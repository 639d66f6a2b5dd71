//! Composable HTTP gateway library.
//!
//! Requests enter a router (path patterns or ordered predicates) that picks
//! one handler tree. Leaves answer directly or proxy upstream; decorators
//! inject faults, retry, or fan out and pick a response.

// Core subsystems
pub mod config;
pub mod error;
pub mod handler;
pub mod http;
pub mod routing;

// Cross-cutting concerns
pub mod lifecycle;
pub mod observability;
pub mod resilience;

pub use config::{load_config, GatewayConfig, HandlerConfig};
pub use error::BuildError;
pub use handler::{BufferedResponse, Handler, ResponseSink};
pub use http::HttpServer;
pub use lifecycle::Shutdown;
pub use routing::{PathRouter, PredicateRouter};
//! Metrics collection and exposition.
//!
//! # Metrics
//! - `gateway_requests_total` (counter): requests by method, status
//! - `gateway_request_duration_seconds` (histogram): end-to-end latency
//! - `gateway_chaos_injected_total` (counter): synthetic failures served
//! - `gateway_retries_total` (counter): extra attempts made by retriers
//! - `gateway_upstream_errors_total` (counter): forward failures by kind
//!
//! # Design Decisions
//! - Recording goes through the `metrics` facade; without an installed
//!   recorder every call is a no-op
//! - The Prometheus exporter is only installed when enabled in config

use std::net::SocketAddr;
use std::time::Instant;

use metrics::{counter, histogram};
use metrics_exporter_prometheus::PrometheusBuilder;

/// Install the Prometheus recorder and its scrape listener on `addr`.
///
/// Must run inside a Tokio runtime.
pub fn init_metrics(addr: SocketAddr) {
    match PrometheusBuilder::new().with_http_listener(addr).install() {
        Ok(()) => tracing::info!(address = %addr, "Metrics exporter listening"),
        Err(e) => tracing::error!(address = %addr, error = %e, "Failed to install metrics exporter"),
    }
}

/// Record one completed request.
pub fn record_request(method: &str, status: u16, start: Instant) {
    counter!(
        "gateway_requests_total",
        "method" => method.to_string(),
        "status" => status.to_string()
    )
    .increment(1);
    histogram!("gateway_request_duration_seconds").record(start.elapsed().as_secs_f64());
}

pub fn record_chaos_injected() {
    counter!("gateway_chaos_injected_total").increment(1);
}

pub fn record_retry() {
    counter!("gateway_retries_total").increment(1);
}

/// `kind` is one of `request`, `timeout` or `body`.
pub fn record_upstream_error(kind: &'static str) {
    counter!("gateway_upstream_errors_total", "kind" => kind).increment(1);
}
--------------------------------------------------
- _WHAT YOU NEED TO DO_: Would you return every line of the data above exactly?

- _WORKED SOLUTION_:
repository 639d66f6a2b5dd71
//! Composable HTTP gateway library.
//!
//! Requests enter a router (path patterns or ordered predicates) that picks
//! one handler tree. Leaves answer directly or proxy upstream; decorators
//! inject faults, retry, or fan out and pick a response.

// Core subsystems
pub mod config;
pub mod error;
pub mod handler;
pub mod http;
pub mod routing;

// Cross-cutting concerns
pub mod lifecycle;
pub mod observability;
pub mod resilience;

pub use config::{load_config, GatewayConfig, HandlerConfig};
pub use error::BuildError;
pub use handler::{BufferedResponse, Handler, ResponseSink};
pub use http::HttpServer;
pub use lifecycle::Shutdown;
pub use routing::{PathRouter, PredicateRouter};
//! Metrics collection and exposition.
//!
//! # Metrics
//! - `gateway_requests_total` (counter): requests by method, status
//! - `gateway_request_duration_seconds` (histogram): end-to-end latency
//! - `gateway_chaos_injected_total` (counter): synthetic failures served
//! - `gateway_retries_total` (counter): extra attempts made by retriers
//! - `gateway_upstream_errors_total` (counter): forward failures by kind
//!
//! # Design Decisions
//! - Recording goes through the `metrics` facade; without an installed
//!   recorder every call is a no-op
//! - The Prometheus exporter is only installed when enabled in config

use std::net::SocketAddr;
use std::time::Instant;

use metrics::{counter, histogram};
use metrics_exporter_prometheus::PrometheusBuilder;

/// Install the Prometheus recorder and its scrape listener on `addr`.
///
/// Must run inside a Tokio runtime.
pub fn init_metrics(addr: SocketAddr) {
    match PrometheusBuilder::new().with_http_listener(addr).install() {
        Ok(()) => tracing::info!(address = %addr, "Metrics exporter listening"),
        Err(e) => tracing::error!(address = %addr, error = %e, "Failed to install metrics exporter"),
    }
}

/// Record one completed request.
pub fn record_request(method: &str, status: u16, start: Instant) {
    counter!(
        "gateway_requests_total",
        "method" => method.to_string(),
        "status" => status.to_string()
    )
    .increment(1);
    histogram!("gateway_request_duration_seconds").record(start.elapsed().as_secs_f64());
}

pub fn record_chaos_injected() {
    counter!("gateway_chaos_injected_total").increment(1);
}

pub fn record_retry() {
    counter!("gateway_retries_total").increment(1);
}

/// `kind` is one of `request`, `timeout` or `body`.
pub fn record_upstream_error(kind: &'static str) {
    counter!("gateway_upstream_errors_total", "kind" => kind).increment(1);
}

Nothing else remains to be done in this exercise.